United States Marine Corps general

David Anderson Stafford (October 16, 1893 – July 21, 1959) was a decorated officer of the United States Marine Corps with the rank of brigadier general. He is most noted for his service as assistant chief of staff for personnel (G-1) of V Amphibious Corps during Battle of Iwo Jima.

==Early career==

David A. Stafford was born on October 16, 1893, in Plattsburgh, New York, as the son of Dexter A. Stafford and his wife Elizabeth. His father was a Republican politician and local commissioner of elections in Plattsburgh. Following the attending of high school, young David received a state scholarship at prestigious Cornell University in Ithaca, New York. He graduated in summer of 1917 with Bachelor of Arts degree and enlisted the United States Marine Corps as many other young men eager to see combat in France.

However he was stationed at Marine Barracks Quantico, Virginia, and reached the Non-commissioned rank. Stafford was decorated with Marine Corps Good Conduct Medal for his exemplary service and selected for the Marine Officers' School for Service Afloat at Norfolk Navy Yard. He was commissioned second lieutenant in late 1918, but the war had ended prior to his assignment to duty at sea during the First World War.

He was subsequently attached to the Marine detachment aboard the armored cruiser USS Pittsburgh and took part in the voyage to Adriatic Sea, Aegean Sea, and Black Sea, where he joined in the massive relief operations and other humanitarian concerns with which the navy carried out its quasi-diplomatic functions in this troubled area.

In early 1924, Stafford was promoted to the rank of first lieutenant and sailed to Haiti with 1st Marine Brigade. He participated in the jungle patrols against bandits for next two years and after brief stay in the United States, Stafford sailed again for expeditionary duty back to Caribbean. He was ordered to Nicaragua as a member of 5th Marine Regiment in January 1927 and took part in the combats against hostile rebel bandits under Augusto César Sandino. Stafford was later transferred to the Constabulary Detachment of the Nicaraguan National Guard and served as instructor until 1931. He was decorated with Nicaraguan Presidential Medal of Merit and also received Nicaraguan Cross for Valor.

Following his return to the United States, Stafford served as Inspector-Instructor with the 103rd Company, 7th Reserve Regiment at Naval Ammunition Depot Iona Island. He was ordered for the Company Officers' Course at the Marine Corps Schools, Quantico in 1932 and upon the graduation one year later, Stafford served as Company commanding officer with the Civilian Conservation Corps in Maine. He then served with the Marine barracks at Naval Submarine Base New London and received promotion to the rank of captain in November 1934.

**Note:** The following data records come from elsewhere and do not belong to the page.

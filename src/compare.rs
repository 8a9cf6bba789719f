//! Comparators shared by every sort, tree and container in the crate.

use std::{cmp::Ordering, fmt::Debug, marker::PhantomData};

use crate::record::{CompareConfig, Criterion, Record};

/// A total order over `T`, carried by value into every sort and tree.
pub trait KeyComparator<T>: Clone + Debug {
    fn compare(&self, lhs: &T, rhs: &T) -> Ordering;

    #[inline]
    fn less(&self, lhs: &T, rhs: &T) -> bool {
        self.compare(lhs, rhs) == Ordering::Less
    }
}

/// Orders by `T`'s own `Ord`.
pub struct NaturalOrder<T> {
    _t: PhantomData<T>,
}

impl<T> Clone for NaturalOrder<T> {
    fn clone(&self) -> Self {
        *self
    }
}

impl<T> Copy for NaturalOrder<T> {}

impl<T> Debug for NaturalOrder<T> {
    fn fmt(&self, f: &mut std::fmt::Formatter<'_>) -> std::fmt::Result {
        f.write_str("NaturalOrder")
    }
}

impl<T> NaturalOrder<T> {
    pub fn new() -> Self {
        Self { _t: PhantomData }
    }
}

impl<T> Default for NaturalOrder<T> {
    fn default() -> Self {
        Self::new()
    }
}

impl<T> KeyComparator<T> for NaturalOrder<T>
where
    T: Ord,
{
    #[inline]
    fn compare(&self, lhs: &T, rhs: &T) -> Ordering {
        lhs.cmp(rhs)
    }
}

/// Orders [`Record`]s by the field and direction of a [`CompareConfig`].
///
/// For [`Criterion::ScoreSum`], equal totals fall back to the three sub-scores
/// in order, the larger sub-score first. That fallback ignores the direction.
#[derive(Clone, Copy, Debug, PartialEq, Eq)]
pub struct RecordComparator {
    config: CompareConfig,
}

impl RecordComparator {
    pub fn new(config: CompareConfig) -> Self {
        Self { config }
    }

    pub fn config(&self) -> CompareConfig {
        self.config
    }
}

impl From<CompareConfig> for RecordComparator {
    fn from(config: CompareConfig) -> Self {
        Self::new(config)
    }
}

impl KeyComparator<Record> for RecordComparator {
    fn compare(&self, a: &Record, b: &Record) -> Ordering {
        let dir = self.config.direction;
        match self.config.criterion {
            Criterion::Identifier => dir.apply(a.id.cmp(&b.id)),
            Criterion::Name => dir.apply(a.name.cmp(&b.name)),
            Criterion::Category => dir.apply(a.category.cmp(&b.category)),
            Criterion::ScoreSum => dir.apply(a.total().cmp(&b.total())).then_with(|| {
                a.scores
                    .iter()
                    .zip(b.scores.iter())
                    .map(|(x, y)| y.cmp(x))
                    .find(|o| o.is_ne())
                    .unwrap_or(Ordering::Equal)
            }),
        }
    }
}
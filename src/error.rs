//! Error types for sorting and index operations.

use thiserror::Error;

use crate::record::{Criterion, Direction};

/// Result type alias for record-sort operations
pub type Result<T> = std::result::Result<T, SortError>;

/// Error type for configuration parsing and sort dispatch
#[derive(Error, Debug, Clone, PartialEq, Eq)]
pub enum SortError {
    /// Criterion name or code not recognised
    #[error("Unknown comparison criterion '{0}'")]
    UnknownCriterion(String),

    /// Direction name or code not recognised
    #[error("Unknown sort direction '{0}'")]
    UnknownDirection(String),

    /// Algorithm name not recognised
    #[error("Unknown sort algorithm '{0}'")]
    UnknownAlgorithm(String),

    /// Radix sort only orders identifiers ascending
    #[error("Radix sort supports identifier/ascending only, got {criterion}/{direction}")]
    RadixUnsupported {
        /// The requested criterion
        criterion: Criterion,
        /// The requested direction
        direction: Direction,
    },

    /// The algorithm has no comparator-driven form
    #[error("{0} sort is not comparison based")]
    NotComparisonBased(&'static str),

    /// Radix sort found an identifier it cannot bucket
    #[error("Radix sort requires non-negative identifiers, found {0}")]
    NegativeIdentifier(i32),

    /// The algorithm needs unique keys but the input has duplicates
    #[error("{algorithm} requires unique keys but duplicates were found under {criterion}")]
    DuplicateKeys {
        /// Name of the refused algorithm
        algorithm: &'static str,
        /// Criterion the duplicates were found under
        criterion: Criterion,
    },
}

/// A broken structural invariant found by [`AvlTree::validate`](crate::AvlTree::validate)
#[derive(Error, Debug, Clone, PartialEq, Eq)]
pub enum InvariantViolation {
    /// Cached height disagrees with the children
    #[error("node at in-order position {position} caches height {cached}, expected {actual}")]
    StaleHeight {
        /// In-order position of the node
        position: usize,
        /// Height stored in the node
        cached: usize,
        /// Height recomputed from children
        actual: usize,
    },

    /// Child heights differ by more than one
    #[error("node at in-order position {position} has balance factor {balance}")]
    Unbalanced {
        /// In-order position of the node
        position: usize,
        /// height(left) - height(right)
        balance: isize,
    },

    /// In-order sequence decreases
    #[error("in-order sequence decreases at position {position}")]
    OutOfOrder {
        /// In-order position of the offending element
        position: usize,
    },

    /// Node count disagrees with the tracked size
    #[error("tree tracks {tracked} elements but holds {counted}")]
    SizeMismatch {
        /// Size held in the stats
        tracked: usize,
        /// Nodes reachable from the root
        counted: usize,
    },
}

Stafford then assumed command of Marine detachment aboard the battleship USS West Virginia and took part in the patrol cruises off the coast of Hawaii. In April 1939, he was ordered to the Headquarters Marine Corps in Washington, D.C., as officer in charge of Marine Corps Intelligence, Division of Plans and Policies and remained in that capacity until August 1940.

==World War II==

A promotion to the rank of major followed after the graduation from Senior Course at Marine Corps Schools, Quantico in early 1941. Stafford then assumed command of 5th Provisional Marine Company and sailed for Trinidad and Tobago, British West Indies in March 1941. He and his men were tasked with protection of naval civil engineers and contractors, who were ordered there one month earlier for construction of the Naval Air Station and Naval Operating Base.

The base was commissioned on August 1 of that year and Stafford served as commander of the Marine Barracks there. He was promoted to the rank of lieutenant colonel in January 1942 and to colonel in May of the same year. He was also decorated with Navy Commendation Medal for his part in the construction of the Naval Station Trinidad.

Stafford returned to the States in November 1942 and was attached to the Division of Plans and Policies at Headquarters Marine Corps under Brigadier General Gerald C. Thomas. He served in this capacity until the end of October 1944, when he was finally ordered to the Pacific area. Stafford was ordered to Pearl Harbor, Hawaii and attached to the staff of V Amphibious Corps under Major General Harry Schmidt as assistant chief of staff for personnel (G-1).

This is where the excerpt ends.